_PROBLEM TO SOLVE_
The answer should consist of all the records, written out word for word.

_DATA SUPPLIED_
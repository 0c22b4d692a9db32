use serde_json::Value;

use crate::action::ActionRef;
use crate::error::{Result, StoreError};
use crate::key::Key;

/// Read/write access to a store's slots.
///
/// Implemented by [`Store`](crate::Store) itself and by the facades layered
/// over it: [`WriteGuard`] and [`TrackingView`](crate::runtime::TrackingView).
pub trait StoreView {
    /// Current value of `key`, or `None` if it has none.
    fn get(&self, key: &Key) -> Option<Value>;

    fn set(&self, key: Key, value: Value) -> Result<()>;

    fn keys(&self) -> Vec<Key>;

    fn dispatch(&self, action: ActionRef, args: &[Value]) -> Result<bool>;

    /// Shorthand for `get` with a string key.
    fn value(&self, name: &str) -> Option<Value> {
        self.get(&Key::from(name))
    }
}

impl<T: StoreView + ?Sized> StoreView for &T {
    fn get(&self, key: &Key) -> Option<Value> {
        (**self).get(key)
    }

    fn set(&self, key: Key, value: Value) -> Result<()> {
        (**self).set(key, value)
    }

    fn keys(&self) -> Vec<Key> {
        (**self).keys()
    }

    fn dispatch(&self, action: ActionRef, args: &[Value]) -> Result<bool> {
        (**self).dispatch(action, args)
    }
}

/// Read-only facade: reads pass through, writes and dispatches fail with
/// [`StoreError::IllegalMutation`].
pub struct WriteGuard<V> {
    view: V,
    message: String,
}

impl<V: StoreView> WriteGuard<V> {
    pub fn new(view: V, message: impl Into<String>) -> Self {
        Self {
            view,
            message: message.into(),
        }
    }

    pub fn message(&self) -> &str {
        &self.message
    }

    pub fn into_inner(self) -> V {
        self.view
    }
}

impl<V: StoreView> StoreView for WriteGuard<V> {
    fn get(&self, key: &Key) -> Option<Value> {
        self.view.get(key)
    }

    fn set(&self, _key: Key, _value: Value) -> Result<()> {
        Err(StoreError::IllegalMutation(self.message.clone()))
    }

    fn keys(&self) -> Vec<Key> {
        self.view.keys()
    }

    fn dispatch(&self, _action: ActionRef, _args: &[Value]) -> Result<bool> {
        Err(StoreError::IllegalMutation(self.message.clone()))
    }
}

/// Wrap `view` so that any write through it fails with `message`.
pub fn guard<V: StoreView>(view: V, message: impl Into<String>) -> WriteGuard<V> {
    WriteGuard::new(view, message)
}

_SOLUTION FOR THIS EXERCISE_
repository 0c22b4d692a9db32
use serde_json::Value;

use crate::action::ActionRef;
use crate::error::{Result, StoreError};
use crate::key::Key;

/// Read/write access to a store's slots.
///
/// Implemented by [`Store`](crate::Store) itself and by the facades layered
/// over it: [`WriteGuard`] and [`TrackingView`](crate::runtime::TrackingView).
pub trait StoreView {
    /// Current value of `key`, or `None` if it has none.
    fn get(&self, key: &Key) -> Option<Value>;

    fn set(&self, key: Key, value: Value) -> Result<()>;

    fn keys(&self) -> Vec<Key>;

    fn dispatch(&self, action: ActionRef, args: &[Value]) -> Result<bool>;

    /// Shorthand for `get` with a string key.
    fn value(&self, name: &str) -> Option<Value> {
        self.get(&Key::from(name))
    }
}

impl<T: StoreView + ?Sized> StoreView for &T {
    fn get(&self, key: &Key) -> Option<Value> {
        (**self).get(key)
    }

    fn set(&self, key: Key, value: Value) -> Result<()> {
        (**self).set(key, value)
    }

    fn keys(&self) -> Vec<Key> {
        (**self).keys()
    }

    fn dispatch(&self, action: ActionRef, args: &[Value]) -> Result<bool> {
        (**self).dispatch(action, args)
    }
}

/// Read-only facade: reads pass through, writes and dispatches fail with
/// [`StoreError::IllegalMutation`].
pub struct WriteGuard<V> {
    view: V,
    message: String,
}

impl<V: StoreView> WriteGuard<V> {
    pub fn new(view: V, message: impl Into<String>) -> Self {
        Self {
            view,
            message: message.into(),
        }
    }

    pub fn message(&self) -> &str {
        &self.message
    }

    pub fn into_inner(self) -> V {
        self.view
    }
}

impl<V: StoreView> StoreView for WriteGuard<V> {
    fn get(&self, key: &Key) -> Option<Value> {
        self.view.get(key)
    }

    fn set(&self, _key: Key, _value: Value) -> Result<()> {
        Err(StoreError::IllegalMutation(self.message.clone()))
    }

    fn keys(&self) -> Vec<Key> {
        self.view.keys()
    }

    fn dispatch(&self, _action: ActionRef, _args: &[Value]) -> Result<bool> {
        Err(StoreError::IllegalMutation(self.message.clone()))
    }
}

/// Wrap `view` so that any write through it fails with `message`.
pub fn guard<V: StoreView>(view: V, message: impl Into<String>) -> WriteGuard<V> {
    WriteGuard::new(view, message)
}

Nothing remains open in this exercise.